There needs to be strict governance regarding this. Unless standards are established, agreed and robustly applied, we will continue to experience difficulties funding interventions like capsule endoscopy or imaging modalities.
There is a known lack of health outcomes evidence for most radiologic procedures, yet medical imaging is a major reason for growing MBS expenditure. While the report rightly expresses concern at the amount of computed tomography scanning occurring, the radiology committee is only focusing on three small areas: dual energy x-ray absorptiometry scanning, imaging of the knee, and diagnosis of deep vein thrombosis and pulmonary embolism. This subcommittee is off course.
Ensuring that radiologists undertake their responsibilities to reduce inappropriate imaging; time-based payments for ultrasound, limiting cascade imaging, and broad reduction of all unnecessary and expensive imaging would seem to be more pressing issues for this committee to address.
National concern regarding the number of funded endoscopies and large variations (up to 30 times) in use did not convince the expert committee that scopes were necessarily excessive or inappropriately costed. They proposed new items at a “cost neutral” position to government and also requested additional funding to support further procedures. The committee is evading facts of financing, that payments for relatively short procedures are excessive.
Both these committee reports expose the MBS review to criticism of whitewashing or protection of financial gravy trains.
Ensuring consumer participation is long overdue and is a welcome development. The release of general practice data and allied health feedback with the interim report was medico-politically naive. The report appears to reinterpret “low value care”. No longer were expensive and unnecessary procedures the problem, but rather “low value” administrative GP services.
The medical and lay press leapt on the material and reported low-value general practice services as a cause for major Medicare overexpenditure. The Royal Australian College of General Practitioners reacted with a terse official response claiming unfair targeting and questioning the impartiality of the review.

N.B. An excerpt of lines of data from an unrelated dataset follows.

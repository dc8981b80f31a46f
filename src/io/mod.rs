/// CSV export of emitted step samples.
pub mod export;
//! Shared test fixtures for integration tests.

#![allow(dead_code)]

use std::fs;
use std::path::Path;

use chrono::{DateTime, TimeZone, Utc};

use shed_timeline::shed::types::{Interval, Likelihood, ScheduleEntry};

/// A minute on 2022-07-18, UTC.
pub fn at(h: u32, m: u32) -> DateTime<Utc> {
    Utc.with_ymd_and_hms(2022, 7, 18, h, m, 0).unwrap()
}

/// Midnight closing 2022-07-18, used as a coverage boundary past every fixture.
pub fn end_of_day() -> DateTime<Utc> {
    Utc.with_ymd_and_hms(2022, 7, 19, 0, 0, 0).unwrap()
}

/// Residential interval between two minutes of the fixture day.
pub fn interval(program: &str, start: (u32, u32), end: (u32, u32)) -> Interval {
    Interval::new(program, "R", at(start.0, start.1), at(end.0, end.1))
}

/// Forecast entry with both window timestamps set.
pub fn entry(
    class: &str,
    program: &str,
    likelihood: Likelihood,
    start: (u32, u32),
    end: (u32, u32),
) -> ScheduleEntry {
    ScheduleEntry {
        class: class.to_string(),
        program: program.to_string(),
        likelihood,
        expected_start: Some(at(start.0, start.1)),
        expected_end: Some(at(end.0, end.1)),
    }
}

/// Writes a data directory readable by `FileSource`.
///
/// Local time is America/Chicago, on daylight time in July: 09:00 local on
/// 07/18/2022 is 14:00 UTC.
pub fn write_data_dir(dir: &Path) {
    let history = dir.join("history");
    fs::create_dir_all(&history).unwrap();
    fs::write(
        history.join("RES.csv"),
        "date,program,start,hours\n\
         07/17/2022,Cycled Air Conditioning,14:00,2.0\n\
         07/17/2022,Cycled Air Conditioning,14:00,2.0\n\
         07/17/2022,Interruptible Water Heating,13:30,0.5\n",
    )
    .unwrap();
    fs::write(
        history.join("CI.csv"),
        "date,program,start,hours\n07/17/2022,GenSet,noon,1.0\n",
    )
    .unwrap();
    fs::write(
        dir.join("forecast.json"),
        r#"{
            "conservationGauge": "Peak",
            "today": [
                {"class": "Residential", "program": "Cycled Air Conditioning", "likelihood": "Scheduled",
                 "expectedStart": "2022-07-18T19:00:00Z", "expectedEnd": "2022-07-18T22:00:00Z"},
                {"class": "Residential", "program": "Interruptible Water Heating", "likelihood": "Likely",
                 "expectedStart": "2022-07-18T19:00:00Z", "expectedEnd": "2022-07-18T20:00:00Z"}
            ],
            "nextDay": [
                {"class": "CI", "program": "GenSet", "likelihood": "Possible"}
            ],
            "lastUpdated": "2022-07-18T13:00:00Z"
        }"#,
    )
    .unwrap();
    fs::write(
        dir.join("shed_counts.json"),
        r#"{"table": {"Cycled Air Conditioning": 7, "GenSet": 2}, "lastResetOn": "2022-01-01"}"#,
    )
    .unwrap();
}

/// Configuration pointing at a data directory written by [`write_data_dir`].
pub fn config_toml(data_dir: &Path, listen: &str) -> String {
    format!(
        r#"
[collection]
days_in_past = 3
days_ahead = 1

[[classes]]
name = "R"
history_code = "RES"
forecast_label = "Residential"

[[classes]]
name = "CI"
history_code = "CI"
forecast_label = "CI"

[source]
data_dir = "{}"
time_zone = "America/Chicago"

[server]
listen = "{listen}"
"#,
        data_dir.display().to_string().replace('\\', "\\\\")
    )
}
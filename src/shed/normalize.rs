//! Event normalizer: ordering and duplicate suppression.

use super::types::{Interval, Timeline};

/// Sorts intervals by `(program, start)` and drops adjacent exact duplicates.
///
/// The sort is stable, so intervals sharing a program and start keep their
/// input order. Equal intervals that are not adjacent after sorting survive.
pub fn normalize(mut intervals: Vec<Interval>) -> Timeline {
    intervals.sort_by(|a, b| a.program.cmp(&b.program).then(a.start.cmp(&b.start)));
    intervals.dedup();
    Timeline::from_normalized(intervals)
}
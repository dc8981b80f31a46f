//! CSV export for emitted step samples.

use std::fs::File;
use std::io::{self, Write};
use std::path::Path;

use chrono::SecondsFormat;

use crate::shed::types::Sample;

/// Column header for CSV sample export.
const HEADER: &str = "class,program,timestamp,value";

/// Exports samples to a CSV file at the given path.
///
/// Writes a header row followed by one data row per sample, in the order
/// given. Produces deterministic output for identical inputs.
///
/// # Arguments
///
/// * `samples` - Emitted step samples
/// * `path` - Output file path
///
/// # Errors
///
/// Returns an `io::Error` if file creation or writing fails.
pub fn export_csv(samples: &[Sample], path: &Path) -> io::Result<()> {
    let file = File::create(path)?;
    let buf = io::BufWriter::new(file);
    write_csv(samples, buf)
}

/// Writes samples as CSV to any writer.
///
/// # Arguments
///
/// * `samples` - Emitted step samples
/// * `writer` - Destination implementing `Write`
///
/// # Errors
///
/// Returns an `io::Error` if writing fails.
pub fn write_csv<'a>(
    samples: impl IntoIterator<Item = &'a Sample>,
    writer: impl Write,
) -> io::Result<()> {
    let mut wtr = csv::WriterBuilder::new().from_writer(writer);

    wtr.write_record(HEADER.split(','))?;

    for s in samples {
        wtr.write_record(&[
            s.class.clone(),
            s.program.clone(),
            s.timestamp.to_rfc3339_opts(SecondsFormat::Secs, true),
            s.value.to_string(),
        ])?;
    }

    wtr.flush()?;
    Ok(())
}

Tensions were compounded by references in the report to MBS performing suboptimally in facilitating access to specialists. Individual GPs launched a social media campaign (#justaGP) venting the frustrations of practising as a GP in a system which seemed to continually value and reward other types of care. Having half the profession offside is not an optimal outcome for the review so early in the process.
Overall however, at “the end of the beginning” Professor Robinson, chair of the taskforce, can be justifiably pleased. There are signs the review has glitches, but these can be corrected. Whether the review will be seen as an ambitious or perfunctory effort, whether it will deliver, will depend on a refocus on strategic priorities at this point. Funding and reform go hand in hand, and a more calculated oversight is needed to ensure maximal benefit out of this MBS review opportunity.
Dr Evan Ackermann is a GP at the University Medical Centre, Southern Cross University, Gold Coast, Queensland, and the chair of the Royal Australian College of General Practitioners Expert Committee – Quality Care.